The admission by Sumption at kickoff is stunning, at least as the opening gambit of a man testifying to having his business favoured by the Kremlin: “There was no rule of law. The police were corrupt. The courts were unpredictable at best … Nobody could go into business without access to political power. If you didn’ t have political power yourself, you needed access to a godfather who did.” So Berezovsky was paid to be Abramovich’s godfather with the Kremlin leadership. “His contribution was important, indeed it was indispensable,” added Sumption. “But it was almost entirely political.”

The period testified to by the Abramovich side, in which Berezovsky received his erstwhile protection money was 1995 to 2002, from the last year of Boris Yeltsin’s first term to the third year of Putin’s first term.

The weakness in Berezovsky’s case is the lack of documentary evidence of the contracts, trusts, and cash and asset transfers at stake. “That I would submit,” said Rabinowitz in his opening address to the court for the plaintiff, “is not terribly surprising. Blackmailers will often tend to favour oral threats as opposed to setting it all out in writing…” “Mr Abramovich and Mr Berezovsky ceased entirely to be friends at all. So that, I would suggest, one might surmise again that something happened between the parties during this time to mean that Mr Berezovsky was unwilling thereafter to have anything whatever to do with Mr Abramovich.”

So this is a case founded on what was said, orally but not written down, between the claimants. Without a paper trail, the case lacks what the High Court trial of the state shipping company Sovcomflot against its former chief executives and chartering partner demonstrated in rulings against Sovcomflot last December and March. There can be no doubt that Rabinowitz will require resourcefulness to oblige the presiding judge to accept hearsay as evidence of the way Russia has been governed.

This might also make it easier for Justice Gloster, to dispose of, compared with the judges in the parallel case of Michael Cherney v Oleg Deripaska, where the signed documents of Deripaska’s agreement to hold Cherney’s Rusal shares in trust, have been ruled in the preliminary and appellate decisions to be genuine, and Cherney’s claims against Deripaska to have “a reasonable prospect of success”, according to the judgement of Justice Christopher Clarke.

The compilation of documentary evidence and depositions in that case is almost complete; commencement of the trial is scheduled for less than eight months away.

In the current High Court proceeding, the plaintiff is famously loquacious. When Berezovsky steps up to the witness box, what he will say, flashing immediately on to a dozen computer screens around the courtroom, will not be news.

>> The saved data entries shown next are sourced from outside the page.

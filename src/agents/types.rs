//! Agent run data model: requests, runs, steps, and the idempotency
//! fingerprint.

use std::collections::HashMap;

use chrono::{DateTime, Utc};
use serde::{Deserialize, Serialize};
use serde_json::Value;
use sha2::{Digest, Sha256};
use uuid::Uuid;

#[derive(Debug, Clone, Copy, PartialEq, Eq, Serialize, Deserialize)]
#[serde(rename_all = "snake_case")]
pub enum RunStatus {
    Queued,
    Running,
    Completed,
    Failed,
    Cancelled,
}

impl RunStatus {
    pub fn is_terminal(&self) -> bool {
        matches!(self, Self::Completed | Self::Failed | Self::Cancelled)
    }
}

#[derive(Debug, Clone, Copy, PartialEq, Eq, Serialize, Deserialize)]
#[serde(rename_all = "snake_case")]
pub enum StepStatus {
    Pending,
    Running,
    Completed,
    Failed,
    Cancelled,
}

/// How a run's roles are executed.
#[derive(Debug, Clone, Copy, PartialEq, Eq, Serialize, Deserialize)]
#[serde(rename_all = "snake_case")]
pub enum RunStrategy {
    /// Roles run sequentially; each sees preceding outputs.
    Handoff,
    /// Roles run concurrently under `max_parallelism`.
    ParallelMap,
}

#[derive(Debug, Clone, Serialize, Deserialize)]
pub struct AgentRequest {
    pub strategy: RunStrategy,
    pub prompt: String,
    pub roles: Vec<String>,
    #[serde(default)]
    pub model: Option<String>,
    #[serde(default)]
    pub role_models: HashMap<String, String>,
    #[serde(default)]
    pub max_parallelism: Option<usize>,
    #[serde(default)]
    pub timeout_sec: Option<u64>,
    #[serde(default)]
    pub priority: Option<String>,
    #[serde(default)]
    pub token_budget: Option<u64>,
    #[serde(default)]
    pub traceparent: Option<String>,
    #[serde(default)]
    pub submitted_by: Option<String>,
    #[serde(default)]
    pub metadata: Option<Value>,
    #[serde(default)]
    pub approval_required: bool,
}

impl AgentRequest {
    pub fn new(strategy: RunStrategy, prompt: impl Into<String>, roles: Vec<String>) -> Self {
        Self {
            strategy,
            prompt: prompt.into(),
            roles,
            model: None,
            role_models: HashMap::new(),
            max_parallelism: None,
            timeout_sec: None,
            priority: None,
            token_budget: None,
            traceparent: None,
            submitted_by: None,
            metadata: None,
            approval_required: false,
        }
    }

    /// Stable hash of the normalized request, used to detect idempotency-key
    /// reuse with different payloads. serde_json maps are sorted, so the
    /// serialization is canonical.
    pub fn fingerprint(&self) -> String {
        let value = serde_json::to_value(self).unwrap_or(Value::Null);
        let canonical = serde_json::to_string(&value).unwrap_or_default();
        let mut hasher = Sha256::new();
        hasher.update(canonical.as_bytes());
        hex::encode(hasher.finalize())
    }
}

#[derive(Debug, Clone, Serialize, Deserialize)]
pub struct AgentStep {
    pub id: String,
    pub role: String,
    pub status: StepStatus,
    #[serde(default)]
    pub started_at: Option<DateTime<Utc>>,
    #[serde(default)]
    pub completed_at: Option<DateTime<Utc>>,
    #[serde(default)]
    pub output: Option<String>,
    #[serde(default)]
    pub tokens_used: u64,
    #[serde(default)]
    pub error: Option<String>,
}

impl AgentStep {
    pub fn pending(role: &str) -> Self {
        Self {
            id: Uuid::new_v4().to_string(),
            role: role.to_string(),
            status: StepStatus::Pending,
            started_at: None,
            completed_at: None,
            output: None,
            tokens_used: 0,
            error: None,
        }
    }
}

#[derive(Debug, Clone, Serialize, Deserialize)]
pub struct AgentRun {
    pub id: String,
    pub request: AgentRequest,
    pub status: RunStatus,
    pub steps: Vec<AgentStep>,
    #[serde(default)]
    pub result: Option<Value>,
    #[serde(default)]
    pub error: Option<String>,
    #[serde(default)]
    pub resolved_model: Option<String>,
    pub created_at: DateTime<Utc>,
    pub updated_at: DateTime<Utc>,
}

impl AgentRun {
    pub fn queued(request: AgentRequest) -> Self {
        let now = Utc::now();
        let steps = request.roles.iter().map(|r| AgentStep::pending(r)).collect();
        Self {
            id: Uuid::new_v4().to_string(),
            request,
            status: RunStatus::Queued,
            steps,
            result: None,
            error: None,
            resolved_model: None,
            created_at: now,
            updated_at: now,
        }
    }

    pub fn touch(&mut self) {
        self.updated_at = Utc::now();
    }
}

#[cfg(test)]
mod tests {
    use super::*;

    #[test]
    fn fingerprint_is_stable_for_identical_requests() {
        let a = AgentRequest::new(RunStrategy::Handoff, "analyse", vec!["writer".into()]);
        let b = AgentRequest::new(RunStrategy::Handoff, "analyse", vec!["writer".into()]);
        assert_eq!(a.fingerprint(), b.fingerprint());
    }

    #[test]
    fn fingerprint_differs_on_any_field_change() {
        let base = AgentRequest::new(RunStrategy::Handoff, "A", vec!["writer".into()]);
        let mut other_prompt = base.clone();
        other_prompt.prompt = "B".into();
        let mut other_strategy = base.clone();
        other_strategy.strategy = RunStrategy::ParallelMap;

        assert_ne!(base.fingerprint(), other_prompt.fingerprint());
        assert_ne!(base.fingerprint(), other_strategy.fingerprint());
    }

    #[test]
    fn queued_run_has_one_pending_step_per_role() {
        let request = AgentRequest::new(
            RunStrategy::ParallelMap,
            "go",
            vec!["a".into(), "b".into(), "c".into()],
        );
        let run = AgentRun::queued(request);
        assert_eq!(run.status, RunStatus::Queued);
        assert_eq!(run.steps.len(), 3);
        assert!(run.steps.iter().all(|s| s.status == StepStatus::Pending));
        // Step ids are unique.
        let mut ids: Vec<&str> = run.steps.iter().map(|s| s.id.as_str()).collect();
        ids.dedup();
        assert_eq!(ids.len(), 3);
    }

    #[test]
    fn terminal_statuses_are_detected() {
        assert!(RunStatus::Completed.is_terminal());
        assert!(RunStatus::Failed.is_terminal());
        assert!(RunStatus::Cancelled.is_terminal());
        assert!(!RunStatus::Queued.is_terminal());
        assert!(!RunStatus::Running.is_terminal());
    }

    #[test]
    fn run_round_trips_through_json() {
        let run = AgentRun::queued(AgentRequest::new(
            RunStrategy::Handoff,
            "hello",
            vec!["solo".into()],
        ));
        let encoded = serde_json::to_string(&run).unwrap();
        let decoded: AgentRun = serde_json::from_str(&encoded).unwrap();
        assert_eq!(decoded.id, run.id);
        assert_eq!(decoded.steps.len(), 1);
    }
}
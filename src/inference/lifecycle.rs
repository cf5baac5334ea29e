//! Model lifecycle: admission, load, warmup, canary, unload, eviction.
//!
//! All check-and-mutate admission work happens under a single async lock so
//! no two concurrent loads can both observe "not loaded" and proceed. Memory
//! is reserved per in-flight cold load — either `1.15 ×` an explicit
//! estimate, or all remaining headroom below the threshold when the size is
//! unknown (which prevents admitting two unknown-size loads at once).
//!
//! A successful load walks `admitted → loading → canary_pending → routable`;
//! the canary is the first real inference and an empty response fails it,
//! quarantining and unloading the model.

use std::{
    collections::{HashMap, HashSet},
    path::PathBuf,
    sync::Arc,
    time::Duration,
};

use serde_json::{json, Map, Value};

use crate::{
    backends::{
        launcher::{self, PortAllocator},
        BackendHandle, GenerateRequest, GgufAdapter, MlxLmAdapter, VllmAdapter,
    },
    concurrency::ConcurrencyController,
    config::{BackendKind, InferenceConfig, ModelsConfig, RuntimeConfig, SpeculativeConfig},
    download,
    error::LmxError,
    events::EventBus,
    memory::MemoryMonitor,
    policy::backend_candidates,
    registry::{
        AutotuneRegistry, CompatOutcome, CompatibilityRegistry, ReadinessState, ReadinessTracker,
    },
};

use super::types::{LoadedModel, ModelInfo, SpeculativeStatus};

/// Settle time after an LRU eviction before re-measuring memory, so the OS
/// has a chance to reclaim the evicted runtime's pages.
const EVICTION_SETTLE: Duration = Duration::from_millis(100);

/// Poll interval while waiting for another request's in-flight load.
const LOAD_WAIT_POLL: Duration = Duration::from_millis(50);

/// Model config signatures known to destabilise runtime bring-up on this
/// stack. Matched against `model_type` and `architectures` from the model's
/// local `config.json`.
const BLOCKED_RUNTIME_SIGNATURES: &[&str] = &["qwen3_next", "mamba2", "plamo2"];

/// One load request, normalized by the HTTP layer.
#[derive(Debug, Clone, Default)]
pub struct LoadRequest {
    pub model_id: String,
    pub use_batching: Option<bool>,
    pub performance_overrides: Option<Value>,
    pub keep_alive_sec: Option<u64>,
    pub allow_unsupported_runtime: bool,
    pub preferred_backend: Option<String>,
}

impl LoadRequest {
    pub fn new(model_id: impl Into<String>) -> Self {
        Self {
            model_id: model_id.into(),
            ..Default::default()
        }
    }
}

/// The loaded-model map. Owned by the lifecycle manager; the executor reads
/// through `Arc` handles without touching lifecycle locks.
#[derive(Default)]
pub struct LoadedModels {
    map: std::sync::Mutex<HashMap<String, Arc<LoadedModel>>>,
}

impl LoadedModels {
    pub fn get(&self, model_id: &str) -> Option<Arc<LoadedModel>> {
        self.lock().get(model_id).cloned()
    }

    pub fn contains(&self, model_id: &str) -> bool {
        self.lock().contains_key(model_id)
    }

    pub fn insert(&self, model: Arc<LoadedModel>) {
        self.lock().insert(model.model_id.clone(), model);
    }

    pub fn remove(&self, model_id: &str) -> Option<Arc<LoadedModel>> {
        self.lock().remove(model_id)
    }

    pub fn snapshot(&self) -> Vec<Arc<LoadedModel>> {
        let mut all: Vec<_> = self.lock().values().cloned().collect();
        all.sort_by(|a, b| a.model_id.cmp(&b.model_id));
        all
    }

    pub fn len(&self) -> usize {
        self.lock().len()
    }

    pub fn is_empty(&self) -> bool {
        self.lock().is_empty()
    }

    /// The least-recently-used model, if any.
    pub fn lru(&self) -> Option<Arc<LoadedModel>> {
        self.lock()
            .values()
            .min_by_key(|m| m.last_used_at_ms())
            .cloned()
    }

    fn lock(&self) -> std::sync::MutexGuard<'_, HashMap<String, Arc<LoadedModel>>> {
        self.map.lock().expect("loaded models lock poisoned")
    }
}

/// Mutable admission bookkeeping, guarded by the load lock.
#[derive(Default)]
struct AdmissionState {
    loading: HashSet<String>,
    reservations_gb: HashMap<String, f64>,
}
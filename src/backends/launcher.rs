//! Runtime server process management.
//!
//! Spawns a model's runtime server as a child process from a config command
//! template, waits for its health endpoint to answer, and reports structured
//! failures (exit code, signal) when bring-up dies. This is the process-level
//! isolation boundary: an import-time or GPU bring-up crash kills the child,
//! not the server.

use std::time::Duration;

use anyhow::Context;
use tokio::process::{Child, Command};

use crate::error::LmxError;

/// Hands out ports for spawned runtime servers, one range per backend kind.
#[derive(Debug)]
pub struct PortAllocator {
    next: std::sync::atomic::AtomicU16,
}

impl PortAllocator {
    pub fn new(base: u16) -> Self {
        Self {
            next: std::sync::atomic::AtomicU16::new(base),
        }
    }

    pub fn allocate(&self) -> u16 {
        self.next.fetch_add(1, std::sync::atomic::Ordering::SeqCst)
    }
}

/// A spawned runtime server child. Killed on [`RuntimeProcess::shutdown`] or
/// when dropped (kill-on-drop is set on the command).
#[derive(Debug)]
pub struct RuntimeProcess {
    child: Child,
    pub port: u16,
}

impl RuntimeProcess {
    pub async fn shutdown(&mut self) {
        if let Err(error) = self.child.start_kill() {
            tracing::debug!(%error, "runtime child already gone");
        }
        let _ = self.child.wait().await;
    }
}

/// Outcome of a spawn probe, mirroring what the loader supervisor reports.
#[derive(Debug, Clone)]
pub struct ProbeReport {
    pub ok: bool,
    pub reason: Option<String>,
    pub exit_code: Option<i32>,
    pub signal: Option<i32>,
}

impl ProbeReport {
    fn pass() -> Self {
        Self {
            ok: true,
            reason: None,
            exit_code: None,
            signal: None,
        }
    }
}

/// Render a command template, substituting `{model}` and `{port}`.
fn render_command(template: &str, model_id: &str, port: u16) -> Vec<String> {
    template
        .replace("{model}", model_id)
        .replace("{port}", &port.to_string())
        .split_whitespace()
        .map(str::to_string)
        .collect()
}

/// Spawn a runtime server and wait until `health_url` answers 2xx.
///
/// Fails with [`LmxError::ModelLoaderCrashed`] when the child exits during
/// bring-up and [`LmxError::ModelLoadTimeout`] when it never becomes healthy.
pub async fn spawn_runtime(
    command_template: &str,
    model_id: &str,
    port: u16,
    health_url: &str,
    timeout: Duration,
) -> Result<RuntimeProcess, LmxError> {
    let argv = render_command(command_template, model_id, port);
    let (program, args) = argv
        .split_first()
        .ok_or_else(|| LmxError::invalid_request("runtime command template is empty"))?;

    tracing::info!(model_id, program, port, "runtime_spawn");
    let child = Command::new(program)
        .args(args)
        .kill_on_drop(true)
        .stdout(std::process::Stdio::null())
        .stderr(std::process::Stdio::null())
        .spawn()
        .with_context(|| format!("spawning runtime `{program}`"))?;

    let mut process = RuntimeProcess { child, port };
    match wait_healthy(&mut process, model_id, health_url, timeout).await {
        Ok(()) => Ok(process),
        Err(err) => {
            process.shutdown().await;
            Err(err)
        }
    }
}

/// Spawn-probe: bring the runtime up, confirm health, tear it down again.
/// Never leaves a process behind. Returns a report instead of failing so the
/// caller can record the outcome as a compatibility row.
pub async fn probe_spawn(
    command_template: &str,
    model_id: &str,
    port: u16,
    health_url: &str,
    timeout: Duration,
) -> ProbeReport {
    match spawn_runtime(command_template, model_id, port, health_url, timeout).await {
        Ok(mut process) => {
            process.shutdown().await;
            ProbeReport::pass()
        }
        Err(LmxError::ModelLoaderCrashed {
            exit_code, signal, ..
        }) => ProbeReport {
            ok: false,
            reason: Some("loader_crashed".into()),
            exit_code,
            signal,
        },
        Err(err) => ProbeReport {
            ok: false,
            reason: Some(err.to_string()),
            exit_code: None,
            signal: None,
        },
    }
}

async fn wait_healthy(
    process: &mut RuntimeProcess,
    model_id: &str,
    health_url: &str,
    timeout: Duration,
) -> Result<(), LmxError> {
    let client = reqwest::Client::builder()
        .timeout(Duration::from_secs(2))
        .build()
        .map_err(anyhow::Error::from)?;
    let deadline = tokio::time::Instant::now() + timeout;

    loop {
        // A child that exited during bring-up is a crash, not a timeout.
        if let Ok(Some(status)) = process.child.try_wait() {
            return Err(LmxError::ModelLoaderCrashed {
                model_id: model_id.to_string(),
                exit_code: status.code(),
                signal: exit_signal(&status),
            });
        }

        if let Ok(response) = client.get(health_url).send().await {
            if response.status().is_success() {
                return Ok(());
            }
        }

        if tokio::time::Instant::now() >= deadline {
            return Err(LmxError::ModelLoadTimeout {
                model_id: model_id.to_string(),
                timeout_sec: timeout.as_secs(),
            });
        }
        tokio::time::sleep(Duration::from_millis(250)).await;
    }
}

#[cfg(unix)]
fn exit_signal(status: &std::process::ExitStatus) -> Option<i32> {
    use std::os::unix::process::ExitStatusExt;
    status.signal()
}

#[cfg(not(unix))]
fn exit_signal(_status: &std::process::ExitStatus) -> Option<i32> {
    None
}
//! Agent run persistence.
//!
//! Runs are stored as JSON lines, one snapshot per status transition; the
//! latest line for an id wins on load. `compact` rewrites the file to the
//! retained set so the log cannot grow without bound.

use std::{collections::HashMap, io::Write as _, path::PathBuf, sync::Mutex};

use super::types::AgentRun;

pub enum RunStore {
    /// In-process only; dies with the runtime.
    Memory,
    /// JSONL file under the state directory.
    File { path: PathBuf, lock: Mutex<()> },
}

impl RunStore {
    pub fn memory() -> Self {
        Self::Memory
    }

    pub fn file(path: PathBuf) -> Self {
        Self::File {
            path,
            lock: Mutex::new(()),
        }
    }

    /// Append a snapshot of the run. Persistence failures are logged, never
    /// propagated — a dead disk must not take down run execution.
    pub fn save(&self, run: &AgentRun) {
        let Self::File { path, lock } = self else {
            return;
        };
        let _guard = lock.lock().expect("run store lock poisoned");
        let result = (|| -> anyhow::Result<()> {
            if let Some(parent) = path.parent() {
                std::fs::create_dir_all(parent)?;
            }
            let mut file = std::fs::OpenOptions::new()
                .create(true)
                .append(true)
                .open(path)?;
            writeln!(file, "{}", serde_json::to_string(run)?)?;
            Ok(())
        })();
        if let Err(error) = result {
            tracing::warn!(run_id = run.id, %error, "run store append failed");
        }
    }

    /// All runs, latest snapshot per id, oldest first by creation time.
    pub fn load_all(&self) -> Vec<AgentRun> {
        let Self::File { path, lock } = self else {
            return Vec::new();
        };
        let _guard = lock.lock().expect("run store lock poisoned");
        let Ok(content) = std::fs::read_to_string(path) else {
            return Vec::new();
        };

        let mut latest: HashMap<String, AgentRun> = HashMap::new();
        for line in content.lines() {
            match serde_json::from_str::<AgentRun>(line) {
                Ok(run) => {
                    latest.insert(run.id.clone(), run);
                }
                Err(error) => {
                    tracing::warn!(%error, "skipping corrupt run store line");
                }
            }
        }

        let mut runs: Vec<AgentRun> = latest.into_values().collect();
        runs.sort_by_key(|r| r.created_at);
        runs
    }

    /// Rewrite the file to exactly `runs`, dropping superseded snapshots.
    pub fn compact(&self, runs: &[AgentRun]) {
        let Self::File { path, lock } = self else {
            return;
        };
        let _guard = lock.lock().expect("run store lock poisoned");
        let result = (|| -> anyhow::Result<()> {
            if let Some(parent) = path.parent() {
                std::fs::create_dir_all(parent)?;
            }
            let mut content = String::new();
            for run in runs {
                content.push_str(&serde_json::to_string(run)?);
                content.push('\n');
            }
            let tmp = path.with_extension("jsonl.tmp");
            std::fs::write(&tmp, content)?;
            std::fs::rename(&tmp, path)?;
            Ok(())
        })();
        if let Err(error) = result {
            tracing::warn!(%error, "run store compaction failed");
        }
    }
}

#[cfg(test)]
mod tests {
    use super::*;
    use crate::agents::types::{AgentRequest, RunStatus, RunStrategy};

    fn sample_run(prompt: &str) -> AgentRun {
        AgentRun::queued(AgentRequest::new(
            RunStrategy::Handoff,
            prompt,
            vec!["solo".into()],
        ))
    }

    #[test]
    fn memory_store_loads_nothing() {
        let store = RunStore::memory();
        store.save(&sample_run("x"));
        assert!(store.load_all().is_empty());
    }

    #[test]
    fn latest_snapshot_wins_on_load() {
        let dir = tempfile::tempdir().unwrap();
        let store = RunStore::file(dir.path().join("runs.jsonl"));

        let mut run = sample_run("x");
        store.save(&run);
        run.status = RunStatus::Running;
        run.touch();
        store.save(&run);
        run.status = RunStatus::Completed;
        run.touch();
        store.save(&run);

        let loaded = store.load_all();
        assert_eq!(loaded.len(), 1);
        assert_eq!(loaded[0].status, RunStatus::Completed);
    }

    #[test]
    fn runs_load_in_creation_order() {
        let dir = tempfile::tempdir().unwrap();
        let store = RunStore::file(dir.path().join("runs.jsonl"));

        let first = sample_run("first");
        std::thread::sleep(std::time::Duration::from_millis(5));
        let second = sample_run("second");
        // Write newest first to prove ordering comes from created_at.
        store.save(&second);
        store.save(&first);

        let loaded = store.load_all();
        assert_eq!(loaded[0].request.prompt, "first");
        assert_eq!(loaded[1].request.prompt, "second");
    }

    #[test]
    fn corrupt_lines_are_skipped() {
        let dir = tempfile::tempdir().unwrap();
        let path = dir.path().join("runs.jsonl");
        let store = RunStore::file(path.clone());
        store.save(&sample_run("ok"));
        std::fs::OpenOptions::new()
            .append(true)
            .open(&path)
            .and_then(|mut f| writeln!(f, "{{broken"))
            .unwrap();

        assert_eq!(store.load_all().len(), 1);
    }

    #[test]
    fn compact_drops_superseded_snapshots() {
        let dir = tempfile::tempdir().unwrap();
        let path = dir.path().join("runs.jsonl");
        let store = RunStore::file(path.clone());

        let mut keep = sample_run("keep");
        store.save(&keep);
        keep.status = RunStatus::Completed;
        store.save(&keep);
        store.save(&sample_run("drop"));

        store.compact(std::slice::from_ref(&keep));

        let content = std::fs::read_to_string(&path).unwrap();
        assert_eq!(content.lines().count(), 1);
        let loaded = store.load_all();
        assert_eq!(loaded.len(), 1);
        assert_eq!(loaded[0].request.prompt, "keep");
    }

    #[test]
    fn missing_file_loads_empty() {
        let dir = tempfile::tempdir().unwrap();
        let store = RunStore::file(dir.path().join("never-written.jsonl"));
        assert!(store.load_all().is_empty());
    }
}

But when the 45-year old Abramovich steps up, something will happen which has never happened before. Despite his 2-year term as an elected deputy in the State Duma, and his 8-year term as governor of the Chukotka region, Abramovich has never spoken in public, unshielded by PR agents, unaided by lawyers, unprompted by financial advisors. He has never been cross-examined in a court of law in relation to allegations of fraudulent or corrupt business practices. Abramovich’s is a face and a name that are well-known in public, but the voice has never been heard.

Thus, the first test of Abramovich’s credibility will be when he opens his mouth on oath (or affirmation). In some ways, this will be a weightier test than the judgement of Justice Gloster to follow, and the likely appeals to follow that. If Abramovich fails to be credible — if he stumbles over the facts, suffers memory lapses, and displays the body language and vocal pitch of an unconvincing story-teller, then he will make it all the more difficult for Deripaska to follow him into the witness-box at the High Court next April. Before then, sources at the High Court yesterday disclosed, Deripaska has been called as a witness in the Abramovich case. He has requested that his testimony be given from Moscow by video-link.

This is how the political history of Russia is being recorded – who dares may lose, badly.